Former NBA star Steve Nash got some attention a while back for a blog post (unfortunately, the blog has since been closed down). It was on the subject of high-5s, and physical contact between players in general. In it he made the point that such contact helps to connect the players. It indicates approval and congratulations for something well-done. It also provides support after a miscue. Steve makes some excellent points on the impact of this sort of behavior on team chemistry and cohesion. It’s something which we can definitely see evidence for, and should be encouraged in volleyball.

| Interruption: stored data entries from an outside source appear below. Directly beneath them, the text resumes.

//! Stand-alone hard-constraint checker for externally supplied timetables.
//!
//! Unlike the engine, this path never touches the optimization model: overlaps
//! are found by pairwise interval comparison inside each resource-day bucket,
//! and the per-assignment rules are checked directly against the payload.

use std::collections::HashMap;

use itertools::Itertools;
use log::info;

use crate::data::{
    time_to_minutes, AssignmentOutput, CourseInput, Day, GenerationPayload, InstructorInput,
    RoomInput, StudentGroupInput, TimeRange, ViolationDetail,
};
use crate::error::EngineError;

/// An assignment with its time strings resolved to minutes.
struct Timed<'a> {
    assignment: &'a AssignmentOutput,
    start: u32,
    end: u32,
}

impl Timed<'_> {
    fn overlaps(&self, other: &Timed) -> bool {
        self.start < other.end && other.start < self.end
    }
}

struct Lookup<'p> {
    courses: HashMap<u32, &'p CourseInput>,
    instructors: HashMap<u32, &'p InstructorInput>,
    rooms: HashMap<u32, &'p RoomInput>,
    groups: HashMap<u32, &'p StudentGroupInput>,
}

impl<'p> Lookup<'p> {
    fn build(payload: &'p GenerationPayload) -> Lookup<'p> {
        Lookup {
            courses: payload.courses.iter().map(|c| (c.id, c)).collect(),
            instructors: payload.instructors.iter().map(|i| (i.id, i)).collect(),
            rooms: payload.rooms.iter().map(|r| (r.id, r)).collect(),
            groups: payload.groups.iter().map(|g| (g.id, g)).collect(),
        }
    }

    fn course(&self, id: u32) -> Result<&'p CourseInput, EngineError> {
        self.courses
            .get(&id)
            .copied()
            .ok_or(EngineError::UnknownAssignmentRef { kind: "course", id })
    }

    fn instructor(&self, id: u32) -> Result<&'p InstructorInput, EngineError> {
        self.instructors
            .get(&id)
            .copied()
            .ok_or(EngineError::UnknownAssignmentRef {
                kind: "instructor",
                id,
            })
    }

    fn room(&self, id: u32) -> Result<&'p RoomInput, EngineError> {
        self.rooms
            .get(&id)
            .copied()
            .ok_or(EngineError::UnknownAssignmentRef { kind: "room", id })
    }

    fn group(&self, id: u32) -> Result<&'p StudentGroupInput, EngineError> {
        self.groups
            .get(&id)
            .copied()
            .ok_or(EngineError::UnknownAssignmentRef { kind: "group", id })
    }
}

/// Check an assignment list against the seven hard rules.
///
/// Returns `(is_valid, conflicts)`; `is_valid` is true exactly when no
/// conflict was found. Assignments referencing unknown ids or carrying
/// malformed time strings are an error, not a conflict.
pub fn validate(
    payload: &GenerationPayload,
    assignments: &[AssignmentOutput],
) -> Result<(bool, Vec<ViolationDetail>), EngineError> {
    let lookup = Lookup::build(payload);
    let timed = assignments
        .iter()
        .map(|assignment| {
            Ok(Timed {
                start: time_to_minutes(&assignment.start_time)?,
                end: time_to_minutes(&assignment.end_time)?,
                assignment,
            })
        })
        .collect::<Result<Vec<_>, EngineError>>()?;

    let mut conflicts = Vec::new();
    conflicts.extend(room_conflicts(&lookup, &timed)?);
    conflicts.extend(instructor_conflicts(&lookup, &timed)?);
    conflicts.extend(group_conflicts(&lookup, &timed)?);
    conflicts.extend(room_capacity_conflicts(&lookup, &timed)?);
    conflicts.extend(room_type_conflicts(&lookup, &timed)?);
    conflicts.extend(instructor_availability_conflicts(&lookup, &timed)?);
    conflicts.extend(working_hours_conflicts(&lookup, payload, &timed)?);

    let is_valid = conflicts.is_empty();
    info!(
        "Validation complete: {} ({} conflicts)",
        if is_valid { "VALID" } else { "INVALID" },
        conflicts.len()
    );
    Ok((is_valid, conflicts))
}

/// Pairwise overlap scan of one resource dimension: assignments are bucketed
/// by `(resource id, day)` and every bucket pair is interval-compared.
fn overlap_conflicts<'a>(
    timed: &'a [Timed<'a>],
    resource_id: impl Fn(&AssignmentOutput) -> u32,
    mut describe: impl FnMut(u32, Day, &Timed, &Timed) -> Result<ViolationDetail, EngineError>,
) -> Result<Vec<ViolationDetail>, EngineError> {
    let buckets = timed
        .iter()
        .map(|t| ((resource_id(t.assignment), t.assignment.day), t))
        .into_group_map();
    let mut keys: Vec<_> = buckets.keys().copied().collect();
    keys.sort_unstable();

    let mut conflicts = Vec::new();
    for key in keys {
        let bucket = &buckets[&key];
        if bucket.len() < 2 {
            continue;
        }
        for (&first, &second) in bucket.iter().tuple_combinations() {
            if first.overlaps(second) {
                conflicts.push(describe(key.0, key.1, first, second)?);
            }
        }
    }
    Ok(conflicts)
}

fn room_conflicts(
    lookup: &Lookup,
    timed: &[Timed],
) -> Result<Vec<ViolationDetail>, EngineError> {
    overlap_conflicts(timed, |a| a.room_id, |room_id, day, first, second| {
        let room = lookup.room(room_id)?;
        let course1 = lookup.course(first.assignment.course_id)?;
        let course2 = lookup.course(second.assignment.course_id)?;
        Ok(ViolationDetail::hard(
            "room_conflict",
            format!(
                "Room {} double-booked on {day}: {} ({}-{}) conflicts with {} ({}-{})",
                room.name,
                course1.code,
                first.assignment.start_time,
                first.assignment.end_time,
                course2.code,
                second.assignment.start_time,
                second.assignment.end_time
            ),
            vec![first.assignment.course_id, second.assignment.course_id],
        ))
    })
}

fn instructor_conflicts(
    lookup: &Lookup,
    timed: &[Timed],
) -> Result<Vec<ViolationDetail>, EngineError> {
    overlap_conflicts(timed, |a| a.instructor_id, |instructor_id, day, first, second| {
        let instructor = lookup.instructor(instructor_id)?;
        let course1 = lookup.course(first.assignment.course_id)?;
        let course2 = lookup.course(second.assignment.course_id)?;
        Ok(ViolationDetail::hard(
            "instructor_conflict",
            format!(
                "Instructor {} double-booked on {day}: {} ({}-{}) conflicts with {} ({}-{})",
                instructor.name,
                course1.code,
                first.assignment.start_time,
                first.assignment.end_time,
                course2.code,
                second.assignment.start_time,
                second.assignment.end_time
            ),
            vec![first.assignment.course_id, second.assignment.course_id],
        ))
    })
}

fn group_conflicts(
    lookup: &Lookup,
    timed: &[Timed],
) -> Result<Vec<ViolationDetail>, EngineError> {
    overlap_conflicts(timed, |a| a.group_id, |group_id, day, first, second| {
        let group = lookup.group(group_id)?;
        let course1 = lookup.course(first.assignment.course_id)?;
        let course2 = lookup.course(second.assignment.course_id)?;
        Ok(ViolationDetail::hard(
            "group_conflict",
            format!(
                "Student group {} double-booked on {day}: {} ({}-{}) conflicts with {} ({}-{})",
                group.name,
                course1.code,
                first.assignment.start_time,
                first.assignment.end_time,
                course2.code,
                second.assignment.start_time,
                second.assignment.end_time
            ),
            vec![first.assignment.course_id, second.assignment.course_id],
        ))
    })
}

fn room_capacity_conflicts(
    lookup: &Lookup,
    timed: &[Timed],
) -> Result<Vec<ViolationDetail>, EngineError> {
    let mut conflicts = Vec::new();
    for entry in timed {
        let assignment = entry.assignment;
        let room = lookup.room(assignment.room_id)?;
        let group = lookup.group(assignment.group_id)?;
        if group.size > room.capacity {
            let course = lookup.course(assignment.course_id)?;
            conflicts.push(ViolationDetail::hard(
                "room_capacity",
                format!(
                    "Room {} (capacity {}) insufficient for group {} (size {}) in course {} on {} at {}",
                    room.name,
                    room.capacity,
                    group.name,
                    group.size,
                    course.code,
                    assignment.day,
                    assignment.start_time
                ),
                vec![assignment.course_id],
            ));
        }
    }
    Ok(conflicts)
}

fn room_type_conflicts(
    lookup: &Lookup,
    timed: &[Timed],
) -> Result<Vec<ViolationDetail>, EngineError> {
    let mut conflicts = Vec::new();
    for entry in timed {
        let assignment = entry.assignment;
        let course = lookup.course(assignment.course_id)?;
        let room = lookup.room(assignment.room_id)?;
        if let Some(required) = &course.room_type {
            if *required != room.room_type {
                conflicts.push(ViolationDetail::hard(
                    "room_type",
                    format!(
                        "Course {} requires room type '{}' but assigned to room {} of type '{}' on {} at {}",
                        course.code,
                        required,
                        room.name,
                        room.room_type,
                        assignment.day,
                        assignment.start_time
                    ),
                    vec![assignment.course_id],
                ));
            }
        }
    }
    Ok(conflicts)
}

fn instructor_availability_conflicts(
    lookup: &Lookup,
    timed: &[Timed],
) -> Result<Vec<ViolationDetail>, EngineError> {
    let mut conflicts = Vec::new();
    for entry in timed {
        let assignment = entry.assignment;
        let instructor = lookup.instructor(assignment.instructor_id)?;
        let ranges = instructor.ranges_for(assignment.day);

        if ranges.is_empty() {
            let course = lookup.course(assignment.course_id)?;
            conflicts.push(ViolationDetail::hard(
                "instructor_availability",
                format!(
                    "Instructor {} not available on {} but assigned to course {} at {}",
                    instructor.name, assignment.day, course.code, assignment.start_time
                ),
                vec![assignment.course_id],
            ));
            continue;
        }

        let contained = ranges
            .iter()
            .any(|range: &TimeRange| range.covers(entry.start, entry.end));
        if !contained {
            let course = lookup.course(assignment.course_id)?;
            conflicts.push(ViolationDetail::hard(
                "instructor_availability",
                format!(
                    "Instructor {} not available at {}-{} on {} but assigned to course {}",
                    instructor.name,
                    assignment.start_time,
                    assignment.end_time,
                    assignment.day,
                    course.code
                ),
                vec![assignment.course_id],
            ));
        }
    }
    Ok(conflicts)
}

fn working_hours_conflicts(
    lookup: &Lookup,
    payload: &GenerationPayload,
    timed: &[Timed],
) -> Result<Vec<ViolationDetail>, EngineError> {
    let window_start = time_to_minutes(&payload.constraints.working_hours_start)?;
    let window_end = time_to_minutes(&payload.constraints.working_hours_end)?;

    let mut conflicts = Vec::new();
    for entry in timed {
        let assignment = entry.assignment;
        if entry.start < window_start || entry.end > window_end {
            let course = lookup.course(assignment.course_id)?;
            conflicts.push(ViolationDetail::hard(
                "working_hours",
                format!(
                    "Course {} scheduled outside working hours ({}-{}): {} at {}-{}",
                    course.code,
                    payload.constraints.working_hours_start,
                    payload.constraints.working_hours_end,
                    assignment.day,
                    assignment.start_time,
                    assignment.end_time
                ),
                vec![assignment.course_id],
            ));
        }
    }
    Ok(conflicts)
}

I want to shift the focus, though, to coach-player contact as I think there are some related ideas. Obviously, there are a number of potential pitfalls in the area of coach-on-player physical contact. This is especially true when crossing gender lines and in adult-child relationships. I’m not going to get into a discussion here on where lines should be drawn and what should be considered appropriate or inappropriate. That’s an involved conversation with considerable cultural considerations. Let’s just stick to clearly non-controversial elements.

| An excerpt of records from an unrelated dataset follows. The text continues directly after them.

use std::collections::HashMap;

use good_lp::{variable, ProblemVariables, Variable};
use log::info;

use crate::data::{CourseId, Day, GroupId, InstructorId, RoomId};

use super::grid::TimeGrid;
use super::EngineContext;

/// Composite key of one candidate assignment:
/// `(course, day, start slot, room, instructor, group)`.
pub type VarKey = (CourseId, Day, usize, RoomId, InstructorId, GroupId);

/// One boolean decision variable per candidate assignment, with the lookup
/// indices the constraint compilers work from.
///
/// The occupancy indices map a resource coordinate `(resource, day, slot)` to
/// every variable whose course would cover that slot, i.e. whose start slot
/// `s` and duration-in-slots `n` satisfy `s <= slot < s + n`.
pub struct VariableSpace {
    keys: Vec<VarKey>,
    by_key: HashMap<VarKey, Variable>,
    by_course: HashMap<CourseId, Vec<VarKey>>,
    by_room_slot: HashMap<(RoomId, Day, usize), Vec<VarKey>>,
    by_instructor_slot: HashMap<(InstructorId, Day, usize), Vec<VarKey>>,
    by_group_slot: HashMap<(GroupId, Day, usize), Vec<VarKey>>,
}

const NO_KEYS: &[VarKey] = &[];

impl VariableSpace {
    /// Enumerate every `(course, day, slot, room, instructor, group)` tuple
    /// whose course fits the working window and create one binary variable for
    /// it. Entities are visited in ascending id order so the variable table is
    /// identical across runs.
    pub fn build(
        problem: &mut ProblemVariables,
        ctx: &EngineContext,
        grid: &TimeGrid,
    ) -> VariableSpace {
        let mut space = VariableSpace {
            keys: Vec::new(),
            by_key: HashMap::new(),
            by_course: HashMap::new(),
            by_room_slot: HashMap::new(),
            by_instructor_slot: HashMap::new(),
            by_group_slot: HashMap::new(),
        };

        for &course_id in &ctx.course_ids {
            let course = ctx.course(course_id);
            let mut instructor_ids = course.instructor_ids.clone();
            instructor_ids.sort_unstable();
            instructor_ids.dedup();
            let mut group_ids = course.group_ids.clone();
            group_ids.sort_unstable();
            group_ids.dedup();
            let span = grid.duration_slots(course.duration);

            for day in Day::WEEKDAYS {
                for slot in 0..grid.len() {
                    if !grid.fits(slot, course.duration) {
                        continue;
                    }
                    for &room_id in &ctx.room_ids {
                        for &instructor_id in &instructor_ids {
                            for &group_id in &group_ids {
                                let key =
                                    (course_id, day, slot, room_id, instructor_id, group_id);
                                let var = problem.add(variable().binary());
                                space.keys.push(key);
                                space.by_key.insert(key, var);
                                space.by_course.entry(course_id).or_default().push(key);
                                for covered in slot..(slot + span).min(grid.len()) {
                                    space
                                        .by_room_slot
                                        .entry((room_id, day, covered))
                                        .or_default()
                                        .push(key);
                                    space
                                        .by_instructor_slot
                                        .entry((instructor_id, day, covered))
                                        .or_default()
                                        .push(key);
                                    space
                                        .by_group_slot
                                        .entry((group_id, day, covered))
                                        .or_default()
                                        .push(key);
                                }
                            }
                        }
                    }
                }
            }
        }

        info!("Created {} decision variables", space.len());
        space
    }

    pub fn len(&self) -> usize {
        self.keys.len()
    }

    /// All keys in creation (canonical) order.
    pub fn keys(&self) -> &[VarKey] {
        &self.keys
    }

    pub fn var(&self, key: VarKey) -> Variable {
        self.by_key[&key]
    }

    pub fn course_keys(&self, course_id: CourseId) -> &[VarKey] {
        self.by_course
            .get(&course_id)
            .map(Vec::as_slice)
            .unwrap_or(NO_KEYS)
    }

    pub fn room_slot_keys(&self, room_id: RoomId, day: Day, slot: usize) -> &[VarKey] {
        self.by_room_slot
            .get(&(room_id, day, slot))
            .map(Vec::as_slice)
            .unwrap_or(NO_KEYS)
    }

    pub fn instructor_slot_keys(
        &self,
        instructor_id: InstructorId,
        day: Day,
        slot: usize,
    ) -> &[VarKey] {
        self.by_instructor_slot
            .get(&(instructor_id, day, slot))
            .map(Vec::as_slice)
            .unwrap_or(NO_KEYS)
    }

    pub fn group_slot_keys(&self, group_id: GroupId, day: Day, slot: usize) -> &[VarKey] {
        self.by_group_slot
            .get(&(group_id, day, slot))
            .map(Vec::as_slice)
            .unwrap_or(NO_KEYS)
    }

    /// Variables covering the group slot that also start exactly there.
    pub fn group_keys_starting_at(&self, group_id: GroupId, day: Day, slot: usize) -> Vec<VarKey> {
        self.group_slot_keys(group_id, day, slot)
            .iter()
            .copied()
            .filter(|key| key.2 == slot)
            .collect()
    }
}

A very basic example of this is something I saw a lot coaching outside the US. At the start of a men’s team’s training you almost always see players shaking hands with the coach(es) – as well as each other. I even received handshakes myself as a visiting coach during my times with the professional teams at BR Volleys and TV Bühl in Germany. This wasn’t common practice when I came up, but may be something that’s developed in the men’s game in the US as well in recent years. It’s been a while since I coached guys in the States.

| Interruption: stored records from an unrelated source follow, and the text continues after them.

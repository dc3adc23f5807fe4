//! HTTP-surface tests driven through the router in-process.

mod common;

use std::sync::Arc;

use axum::body::{to_bytes, Body};
use axum::http::{header, Request, StatusCode};
use serde_json::{json, Value};
use tower::ServiceExt;

use common::*;
use timetable_solver::config::Config;
use timetable_solver::data::Day;
use timetable_solver::server::{build_router, AppState};

const TEST_KEY: &str = "test-key";

fn app() -> axum::Router {
    build_router(Arc::new(AppState {
        config: Config {
            api_key: TEST_KEY.to_string(),
            bind_address: "127.0.0.1:0".to_string(),
        },
    }))
}

async fn body_json(response: axum::response::Response) -> Value {
    let bytes = to_bytes(response.into_body(), usize::MAX).await.unwrap();
    serde_json::from_slice(&bytes).unwrap()
}

fn post_json(path: &str, key: Option<&str>, body: &Value) -> Request<Body> {
    let mut builder = Request::builder()
        .method("POST")
        .uri(path)
        .header(header::CONTENT_TYPE, "application/json");
    if let Some(key) = key {
        builder = builder.header("X-API-Key", key);
    }
    builder.body(Body::from(body.to_string())).unwrap()
}

fn generation_body() -> Value {
    let payload = payload(
        vec![course(1, 90, Some("Lab"))],
        vec![instructor(1, &[(Day::Monday, "09:00-17:00")])],
        vec![room(1, 50, "Lab")],
        vec![group(1, 30, &[1])],
        constraints("09:00", "17:00"),
    );
    serde_json::to_value(&payload).unwrap()
}

#[tokio::test]
async fn health_reports_service_and_version() {
    let response = app()
        .oneshot(Request::get("/api/v1/health").body(Body::empty()).unwrap())
        .await
        .unwrap();
    assert_eq!(response.status(), StatusCode::OK);
    let body = body_json(response).await;
    assert_eq!(body["status"], "healthy");
    assert_eq!(body["service"], "solver");
}

#[tokio::test]
async fn root_describes_the_service() {
    let response = app()
        .oneshot(Request::get("/").body(Body::empty()).unwrap())
        .await
        .unwrap();
    assert_eq!(response.status(), StatusCode::OK);
    let body = body_json(response).await;
    assert!(body["message"].as_str().unwrap().contains("Timetable"));
}

#[tokio::test]
async fn generate_requires_an_api_key() {
    let response = app()
        .oneshot(post_json("/api/v1/generate", None, &generation_body()))
        .await
        .unwrap();
    assert_eq!(response.status(), StatusCode::UNAUTHORIZED);

    let response = app()
        .oneshot(post_json(
            "/api/v1/generate",
            Some("wrong-key"),
            &generation_body(),
        ))
        .await
        .unwrap();
    assert_eq!(response.status(), StatusCode::UNAUTHORIZED);
}

#[tokio::test]
async fn generate_returns_a_timetable() {
    let response = app()
        .oneshot(post_json(
            "/api/v1/generate",
            Some(TEST_KEY),
            &generation_body(),
        ))
        .await
        .unwrap();
    assert_eq!(response.status(), StatusCode::OK);
    let body = body_json(response).await;
    assert_eq!(body["success"], true);
    assert_eq!(body["assignments"].as_array().unwrap().len(), 1);
    assert_eq!(body["assignments"][0]["day"], "MONDAY");
}

#[tokio::test]
async fn generate_reports_solver_failure_with_status_200() {
    let mut body = generation_body();
    body["rooms"][0]["type"] = json!("Lecture");
    let response = app()
        .oneshot(post_json("/api/v1/generate", Some(TEST_KEY), &body))
        .await
        .unwrap();
    assert_eq!(response.status(), StatusCode::OK);
    let body = body_json(response).await;
    assert_eq!(body["success"], false);
    assert!(body["message"].as_str().unwrap().contains("Lab"));
}

#[tokio::test]
async fn generate_rejects_out_of_range_time_limit() {
    let mut body = generation_body();
    body["time_limit_seconds"] = json!(5);
    let response = app()
        .oneshot(post_json("/api/v1/generate", Some(TEST_KEY), &body))
        .await
        .unwrap();
    assert_eq!(response.status(), StatusCode::UNPROCESSABLE_ENTITY);
}

#[tokio::test]
async fn generate_rejects_malformed_payloads() {
    let response = app()
        .oneshot(post_json(
            "/api/v1/generate",
            Some(TEST_KEY),
            &json!({"courses": "not-a-list"}),
        ))
        .await
        .unwrap();
    assert!(response.status().is_client_error());
}

#[tokio::test]
async fn validate_round_trips_conflicts() {
    let mut body = generation_body();
    body["assignments"] = serde_json::to_value(vec![
        assignment(1, 1, 1, 1, Day::Monday, "09:00", "10:30"),
    ])
    .unwrap();
    let response = app()
        .oneshot(post_json("/api/v1/validate", Some(TEST_KEY), &body))
        .await
        .unwrap();
    assert_eq!(response.status(), StatusCode::OK);
    let result = body_json(response).await;
    assert_eq!(result["is_valid"], true);
    assert_eq!(result["conflicts"].as_array().unwrap().len(), 0);
}

#[tokio::test]
async fn validate_flags_room_conflicts() {
    let mut body = generation_body();
    // Second course sharing the single room at an overlapping time.
    body["courses"]
        .as_array_mut()
        .unwrap()
        .push(serde_json::to_value(course(2, 90, Some("Lab"))).unwrap());
    body["assignments"] = serde_json::to_value(vec![
        assignment(1, 1, 1, 1, Day::Monday, "09:00", "10:30"),
        assignment(2, 1, 1, 1, Day::Monday, "09:30", "11:00"),
    ])
    .unwrap();
    let response = app()
        .oneshot(post_json("/api/v1/validate", Some(TEST_KEY), &body))
        .await
        .unwrap();
    assert_eq!(response.status(), StatusCode::OK);
    let result = body_json(response).await;
    assert_eq!(result["is_valid"], false);
    let kinds: Vec<&str> = result["conflicts"]
        .as_array()
        .unwrap()
        .iter()
        .map(|c| c["constraint_type"].as_str().unwrap())
        .collect();
    assert!(kinds.contains(&"room_conflict"));
}

#[tokio::test]
async fn validate_surfaces_internal_errors_as_500() {
    let mut body = generation_body();
    body["assignments"] = serde_json::to_value(vec![
        assignment(42, 1, 1, 1, Day::Monday, "09:00", "10:30"),
    ])
    .unwrap();
    let response = app()
        .oneshot(post_json("/api/v1/validate", Some(TEST_KEY), &body))
        .await
        .unwrap();
    assert_eq!(response.status(), StatusCode::INTERNAL_SERVER_ERROR);
}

In my experience working with both genders, these handshakes serve a similar purpose for men as the conversational exchanges you see with women’s teams before training. It’s a simple person-to-person and group connection. It’s an indication of respect which helps reinforce the full team dynamic.

High 5s

Returning to the high 5s, as a coach I personally use them and their like to communicate three main things:

Good job

Let’s go

You’ll get ’em next time

One quick bit of physical contact with more than one use! And sometimes one high 5 actually serves multiple purposes. For example, “Good job” and “Let’s go” often get combined in one hand slap.

And you don’t even need actual contact to transmit something to a player through physical means.

Body language is a whole subject in itself. What I’m thinking of here are specific gestures with meaning to given individuals, though. Sally Kus talks about this a bit in her book Coaching Volleyball Successfully. She used a specific 2-part gesture to express the idea of “key dig” to one of her players on the court. Giving a player a clap after a good play, or giving them a “chin up” signal, or any of a number of similar types of things are all non-verbal ways we coaches can get things across to our players and express a connection with them – just as players do between and among themselves.

Ice-breaking and bonding games

The most interactive session at the HP Coaches Clinic I attended in 2015 was run by Steve Shenbaum. You may recognize him from his days as an actor. He focused on ways to get players to know each other in a safe, fun, and often funny way through a series of games. He had all of us play a couple of them.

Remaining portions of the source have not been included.